RECORDS SUPPLIED:
§ §

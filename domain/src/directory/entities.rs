//! Organization, team, and agent entities

use crate::tool::entities::ToolDefinition;
use serde::{Deserialize, Serialize};
use std::collections::HashSet;

/// An organization owning the base tool catalog.
///
/// The catalog is the whitelist ceiling: a tool not listed here is invisible
/// to every team and agent of the organization, regardless of blacklists.
#[derive(Debug, Clone, Serialize, Deserialize)]
pub struct Organization {
    pub id: String,
    pub name: String,
    /// Base tool catalog available to the organization's agents
    #[serde(default)]
    pub tools: Vec<ToolDefinition>,
}

impl Organization {
    pub fn new(id: impl Into<String>, name: impl Into<String>) -> Self {
        Self {
            id: id.into(),
            name: name.into(),
            tools: Vec::new(),
        }
    }

    pub fn with_tool(mut self, tool: ToolDefinition) -> Self {
        self.tools.push(tool);
        self
    }

    pub fn with_tools(mut self, tools: impl IntoIterator<Item = ToolDefinition>) -> Self {
        self.tools.extend(tools);
        self
    }

    /// Look up a catalog entry by name.
    pub fn catalog_tool(&self, name: &str) -> Option<&ToolDefinition> {
        self.tools.iter().find(|t| t.name == name)
    }
}

/// A team within an organization.
///
/// The blacklist subtracts tools from the organization catalog for every
/// team member. Entries naming tools absent from the catalog are harmless.
#[derive(Debug, Clone, Serialize, Deserialize)]
pub struct Team {
    pub id: String,
    pub organization_id: String,
    pub name: String,
    #[serde(default)]
    pub tool_blacklist: HashSet<String>,
}

impl Team {
    pub fn new(
        id: impl Into<String>,
        organization_id: impl Into<String>,
        name: impl Into<String>,
    ) -> Self {
        Self {
            id: id.into(),
            organization_id: organization_id.into(),
            name: name.into(),
            tool_blacklist: HashSet::new(),
        }
    }

    pub fn with_blacklisted(mut self, tool_name: impl Into<String>) -> Self {
        self.tool_blacklist.insert(tool_name.into());
        self
    }
}

/// An autonomous agent belonging to an organization, optionally to a team.
///
/// The agent-level blacklist subtracts further tools on top of the team
/// result; it can never re-enable a team-blocked tool.
#[derive(Debug, Clone, Serialize, Deserialize)]
pub struct Agent {
    pub id: String,
    pub organization_id: String,
    #[serde(default, skip_serializing_if = "Option::is_none")]
    pub team_id: Option<String>,
    pub name: String,
    #[serde(default)]
    pub tool_blacklist: HashSet<String>,
}

impl Agent {
    pub fn new(
        id: impl Into<String>,
        organization_id: impl Into<String>,
        name: impl Into<String>,
    ) -> Self {
        Self {
            id: id.into(),
            organization_id: organization_id.into(),
            team_id: None,
            name: name.into(),
            tool_blacklist: HashSet::new(),
        }
    }

    pub fn with_team(mut self, team_id: impl Into<String>) -> Self {
        self.team_id = Some(team_id.into());
        self
    }

    pub fn with_blacklisted(mut self, tool_name: impl Into<String>) -> Self {
        self.tool_blacklist.insert(tool_name.into());
        self
    }

    /// Whether the agent belongs to the given team.
    pub fn is_member_of(&self, team_id: &str) -> bool {
        self.team_id.as_deref() == Some(team_id)
    }
}

#[cfg(test)]
mod tests {
    use super::*;

    #[test]
    fn test_organization_catalog_lookup() {
        let org = Organization::new("org-1", "Acme")
            .with_tool(ToolDefinition::new("read_file", "Read a file"))
            .with_tool(ToolDefinition::new("write_file", "Write a file"));

        assert!(org.catalog_tool("read_file").is_some());
        assert!(org.catalog_tool("delete_file").is_none());
    }

    #[test]
    fn test_team_blacklist_builder() {
        let team = Team::new("team-1", "org-1", "Research").with_blacklisted("delete_file");
        assert!(team.tool_blacklist.contains("delete_file"));
    }

    #[test]
    fn test_agent_membership() {
        let agent = Agent::new("agent-1", "org-1", "Ada").with_team("team-1");
        assert!(agent.is_member_of("team-1"));
        assert!(!agent.is_member_of("team-2"));

        let loner = Agent::new("agent-2", "org-1", "Blaise");
        assert!(!loner.is_member_of("team-1"));
    }
}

§ §

WHAT YOU NEED TO DO: There is a line with "regardless of blacklists." and a line with "entry by name." above. Copy exactly those two lines and all lines between them, with nothing else.

OUTPUT BELOW:
/// to every team and agent of the organization, regardless of blacklists.
#[derive(Debug, Clone, Serialize, Deserialize)]
pub struct Organization {
    pub id: String,
    pub name: String,
    /// Base tool catalog available to the organization's agents
    #[serde(default)]
    pub tools: Vec<ToolDefinition>,
}

impl Organization {
    pub fn new(id: impl Into<String>, name: impl Into<String>) -> Self {
        Self {
            id: id.into(),
            name: name.into(),
            tools: Vec::new(),
        }
    }

    pub fn with_tool(mut self, tool: ToolDefinition) -> Self {
        self.tools.push(tool);
        self
    }

    pub fn with_tools(mut self, tools: impl IntoIterator<Item = ToolDefinition>) -> Self {
        self.tools.extend(tools);
        self
    }

    /// Look up a catalog entry by name.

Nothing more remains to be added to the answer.